In the new proposals the number of beds available at the RLI, now totalling 491, would be reduced by 40.  Wards 5 & 6 (30 beds) are to be closed. We understand that the Day Surgery operating theatre is also to be closed, despite having one of the best records for patient outcomes, infection-control and patient satisfaction across the entire Trust.
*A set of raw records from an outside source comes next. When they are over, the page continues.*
//! In-memory index of known containers

use crate::container::Container;
use crate::{CoreError, Result};
use std::collections::HashMap;
use std::sync::Arc;
use tokio::sync::RwLock;
use wharf_runtime::ContainerId;

/// Containers by id, shared across the engine
#[derive(Debug, Default)]
pub struct Registry {
    containers: RwLock<HashMap<ContainerId, Arc<Container>>>,
}

impl Registry {
    pub fn new() -> Self {
        Self::default()
    }

    pub async fn insert(&self, container: Arc<Container>) {
        self.containers
            .write()
            .await
            .insert(container.id().clone(), container);
    }

    pub async fn get(&self, id: &ContainerId) -> Option<Arc<Container>> {
        self.containers.read().await.get(id).cloned()
    }

    /// Resolve a full id or a unique id prefix
    pub async fn resolve(&self, reference: &str) -> Result<Arc<Container>> {
        let containers = self.containers.read().await;
        if let Some(c) = containers.get(&ContainerId::new(reference)) {
            return Ok(c.clone());
        }

        let mut matches: Vec<&Arc<Container>> = containers
            .values()
            .filter(|c| !reference.is_empty() && c.id().0.starts_with(reference))
            .collect();
        match matches.len() {
            0 => Err(CoreError::ContainerNotFound(reference.to_string())),
            1 => Ok(matches.remove(0).clone()),
            _ => {
                let mut ids: Vec<&str> = matches.iter().map(|c| c.short_id()).collect();
                ids.sort_unstable();
                Err(CoreError::Ambiguous(reference.to_string(), ids.join(", ")))
            }
        }
    }

    /// Every container, oldest first
    pub async fn list(&self) -> Vec<Arc<Container>> {
        let mut all: Vec<Arc<Container>> = self.containers.read().await.values().cloned().collect();
        all.sort_by(|a, b| a.created().cmp(&b.created()).then_with(|| a.id().cmp(b.id())));
        all
    }

    pub async fn remove(&self, id: &ContainerId) -> Option<Arc<Container>> {
        self.containers.write().await.remove(id)
    }

    pub async fn len(&self) -> usize {
        self.containers.read().await.len()
    }

    pub async fn is_empty(&self) -> bool {
        self.containers.read().await.is_empty()
    }
}
//! Error types for wharf-core

use std::time::Duration;
use thiserror::Error;

#[derive(Error, Debug)]
pub enum CoreError {
    #[error("Configuration error: {0}")]
    Config(#[from] wharf_config::ConfigError),

    #[error("Failed to start container: {0}")]
    StartFailure(#[from] wharf_runtime::LaunchError),

    #[error("stdin of container {0} is already attached")]
    AlreadyAttached(String),

    #[error("Timed out after {0:?}")]
    Timeout(Duration),

    #[error("Attach transport closed")]
    TransportClosed,

    #[error("Container not found: {0}")]
    ContainerNotFound(String),

    #[error("Ambiguous container reference '{0}', matches: {1}")]
    Ambiguous(String, String),

    #[error("Invalid state: {0}")]
    InvalidState(String),

    #[error("Invalid argument: {0}")]
    InvalidArgument(String),

    #[error("Failed to signal container: {0}")]
    Signal(String),

    #[error("I/O error: {0}")]
    Io(#[from] std::io::Error),

    #[error("JSON error: {0}")]
    Json(#[from] serde_json::Error),

    #[error("State file corrupted: {0}")]
    StateCorrupted(String),
}

impl CoreError {
    /// True when the process could not be spawned because its image is unknown
    pub fn is_image_not_found(&self) -> bool {
        matches!(
            self,
            Self::StartFailure(wharf_runtime::LaunchError::ImageNotFound(_))
        )
    }

    /// True when the command could not be executed
    pub fn is_not_executable(&self) -> bool {
        matches!(
            self,
            Self::StartFailure(wharf_runtime::LaunchError::CommandNotExecutable(_))
        )
    }
}

pub type Result<T> = std::result::Result<T, CoreError>;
In 2012 the Trust announced as an ‘important improvement’ for the RLI that ‘From 30 October, day surgery patients will be seen in single sex wards with ward 5 as the female day surgery unit and ward 6 as the male day surgery unit.’ Less than a year on, the Day Surgery unit is targetted for closure.
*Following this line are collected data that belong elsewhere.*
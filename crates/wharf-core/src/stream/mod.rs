//! Stream multiplexing between container processes and attached clients
//!
//! Each process output is read by a single pump task and fanned out to every
//! subscriber: the log writer (lossless) and any number of attach sessions
//! (detached when they fall behind). The process stdin is a shared sink that at
//! most one session may feed at a time.

mod fanout;
mod session;
mod stdin;

pub use fanout::{Chunk, Delivery, Fanout, SubscriberId};
pub(crate) use fanout::spawn_pump;
pub use session::{AttachOptions, AttachSession, SessionEnd, Transport};
pub(crate) use session::Wiring;
pub use stdin::{StdinLease, StdinPipe, StdinSink};
//! Configuration for wharf
//!
//! This crate handles parsing of the engine configuration
//! (`~/.config/wharf/config.toml`): where container state and logs live,
//! how the stream multiplexer buffers output, the initial pty size, and the
//! table of known images.

mod engine;
mod error;

pub use engine::*;
pub use error::*;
In addition, 10 beds are to be cut from Ward 16 (Gynaecology) at the RLI on the assumption that more of these cases could be treated as Day Cases if staff work longer shifts.

Day Surgery cases overall are to be increased, with staff shifts suggested as 7.30am·to 9pm Monday to Saturday / Sunday. General Surgery Theatre hours have similar shift increases proposed over a seven-day week.  In addition, Wards 5 & 6 are currently routinely and daily used to accommodate and monitor  ‘overspill’ patients from General Surgery. If these wards are to be closed, then it is not immediately clear from the proposals how the current caseload will be safely accommodated, let alone an increase in surgical cases.
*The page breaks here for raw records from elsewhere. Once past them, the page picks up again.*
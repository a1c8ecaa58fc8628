//! Process execution for wharf
//!
//! This crate provides the narrow interface the engine core uses to start a
//! container process: a [`ProcessLauncher`] takes a [`LaunchSpec`] and returns
//! a [`ProcessHandle`] exposing raw stdin/stdout/stderr (or a single pty
//! channel) and reporting termination asynchronously.

mod error;
#[cfg(unix)]
mod native;
#[cfg(unix)]
mod pty;
#[cfg(any(test, feature = "test-support"))]
pub mod scripted;
mod types;

pub use error::*;
#[cfg(unix)]
pub use native::{process_alive, NativeLauncher};
#[cfg(unix)]
pub use pty::PtyStream;
pub use types::*;

use async_trait::async_trait;

/// Trait for starting container processes
#[async_trait]
pub trait ProcessLauncher: Send + Sync {
    /// Start the process described by `spec`.
    ///
    /// Fails with [`LaunchError::ImageNotFound`] or
    /// [`LaunchError::CommandNotExecutable`] when nothing could be started.
    async fn launch(&self, spec: &LaunchSpec) -> Result<ProcessHandle>;

    /// Short name for logs
    fn name(&self) -> &'static str;
}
Many other services offered in both Kendal and Lancaster are under review, with a view to centralising them in a single base. Other services may be merged to share staff and facilities.
The cost reduction programme is timed to take place as the Health Trust also faces the challenge of adapting to the  fundamental change in the way medical services are commissioned by the new GP-led Clinical Commissioning Groups.

It’s not bad news for everyone. Frontline nursing and clinical staff who face pay cuts and downgraded redeployment to different sites across North Lancashire and Cumbria may find comfort in The Westmorland Gazette report this March that the employment contract of former Trust Chief Executive Tony Halsall has survived both cuts and failure to deliver an acceptable service. He is still being paid his £150,000 a year salary from UHMB – despite stepping down in February last year. His severance package is said to total £225,000, plus perks such as an NHS lease car. Mr Halsall and several other trust board executives were made to walk the plank after the Trust was taken under special administrative measures by government watchdog Monitor, following a scandalous series of major organisational failures and avoidable deaths. (see previous report).

Staff were given 45 days to respond to the UHMB cost reduction consultation, which ends in June. We are yet to be informed when the public is to be consulted on the considerable changes planned to our services. There is no reference at all to any specific proposed change on the http://www.bettercaretogether-morecambebay.nhs.uk/ consultation website, although UHMB cost reduction plans appear to be at an advanced stage of development. However we are confident that the Trust will soon be announcing the publication of a comprehensive online statement of the proposals and organising a series of well-advertised-in-advance and well-briefed local and accessible public consultation events. It stands to reason that our NHS Hospitals Trust will be open to reconsidering some of the proposals if the public finds them to be unsustainable. It’s all about choices.

We have asked the UHMB NHS Foundation Trust for clarification on the above issues, and will update you as and when.